I sympathize with the folks who call software a craft. People who make software use tools and knowledge in its design and construction. These are hallmarks of craft.

Another way that software is like craft is that it’s difficult to fully separate the design from the making. Even when one person designs the software and another writes the code, the coder has to make a bunch of lower-level design decisions along the way.

The software craftsmanship movement meets corporate resistance because revenue and profit ride on what we build. Our companies need to sell features to meet revenue projections, or deliver bug fixes to retain customers. That’s why timed delivery is so important: if you wait too long to deliver, the opportunity to grow or retain revenue begins to shrink.

Feeling pressure to deliver, yet knowing that if we deliver junk we’ll be in an even worse pickle, we tend to manage software-development projects like engineering projects. I think we feel like we have better control when we manage them that way. But that feeling of control can’t mask it: no matter how tightly you plan a software project, no matter how you shape your development and delivery processes to mitigate risk, no matter how much you try to predict the troubles you’ll encounter, you will discover things along the way can seriously derail those plans. It happens in two-week scrum sprints just as it does in ten-month waterfall projects. Discovery is simply endemic to software development.

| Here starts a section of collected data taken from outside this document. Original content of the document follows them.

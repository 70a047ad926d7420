//! Composite source keys.
//!
//! A composite key `ownerId:sourceId` names one parent document (`sourceId`)
//! as seen by one subscription node (`ownerId`). The textual form splits on the
//! first delimiter, so source ids may themselves contain `:`.

use crate::document::DocId;
use crate::error::{Error, Result};
use core::fmt;
use core::str::FromStr;
use std::sync::atomic::{AtomicU64, Ordering};

/// Identifier of a subscription node.
pub type OwnerId = u64;

/// Delimiter between owner and source in the textual form.
pub const KEY_DELIMITER: char = ':';

static NEXT_OWNER_ID: AtomicU64 = AtomicU64::new(1);

/// Allocates a process-unique owner id.
pub fn next_owner_id() -> OwnerId {
    NEXT_OWNER_ID.fetch_add(1, Ordering::SeqCst)
}

/// An `(owner, source)` pair.
#[derive(Clone, Debug, PartialEq, Eq, Hash, PartialOrd, Ord)]
pub struct CompositeKey {
    owner: OwnerId,
    source: DocId,
}

impl CompositeKey {
    /// Creates a composite key.
    pub fn new(owner: OwnerId, source: impl Into<DocId>) -> Self {
        Self {
            owner,
            source: source.into(),
        }
    }

    /// Returns the owner portion.
    #[inline]
    pub fn owner(&self) -> OwnerId {
        self.owner
    }

    /// Returns the source portion.
    #[inline]
    pub fn source(&self) -> &str {
        &self.source
    }

    /// Renders the `owner:source` form.
    pub fn assemble(&self) -> String {
        self.to_string()
    }

    /// Splits an `owner:source` string. A missing delimiter, an empty source
    /// or a non-numeric owner is a contract violation.
    pub fn disassemble(key: &str) -> Result<Self> {
        let (owner, source) = key
            .split_once(KEY_DELIMITER)
            .ok_or_else(|| Error::malformed_key(key))?;
        if source.is_empty() {
            return Err(Error::malformed_key(key));
        }
        let owner = owner.parse::<OwnerId>().map_err(|_| Error::malformed_key(key))?;
        Ok(Self::new(owner, source))
    }
}

impl fmt::Display for CompositeKey {
    fn fmt(&self, f: &mut fmt::Formatter<'_>) -> fmt::Result {
        write!(f, "{}{}{}", self.owner, KEY_DELIMITER, self.source)
    }
}

impl FromStr for CompositeKey {
    type Err = Error;

    fn from_str(s: &str) -> Result<Self> {
        Self::disassemble(s)
    }
}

As a software project manager, I try to build in buffers for the unknown. I also steer projects daily based on what we discover, adjusting plans and communicating impacts to whomever needs to know. I try to make sure our development practices deliver the best possible code to test, and then I try to arrange testing to find the worst bugs first so that near the hoped-for end, only minor bugs remain. Despite all that, important bugs still sometimes reach the user.

We ship when the software is good enough. What “good enough” means varies from context to context, but it is unfailingly short of perfect. Shipping at good enough means you succeeded.

If I delivered bridges that way, I’d never drive over one I built.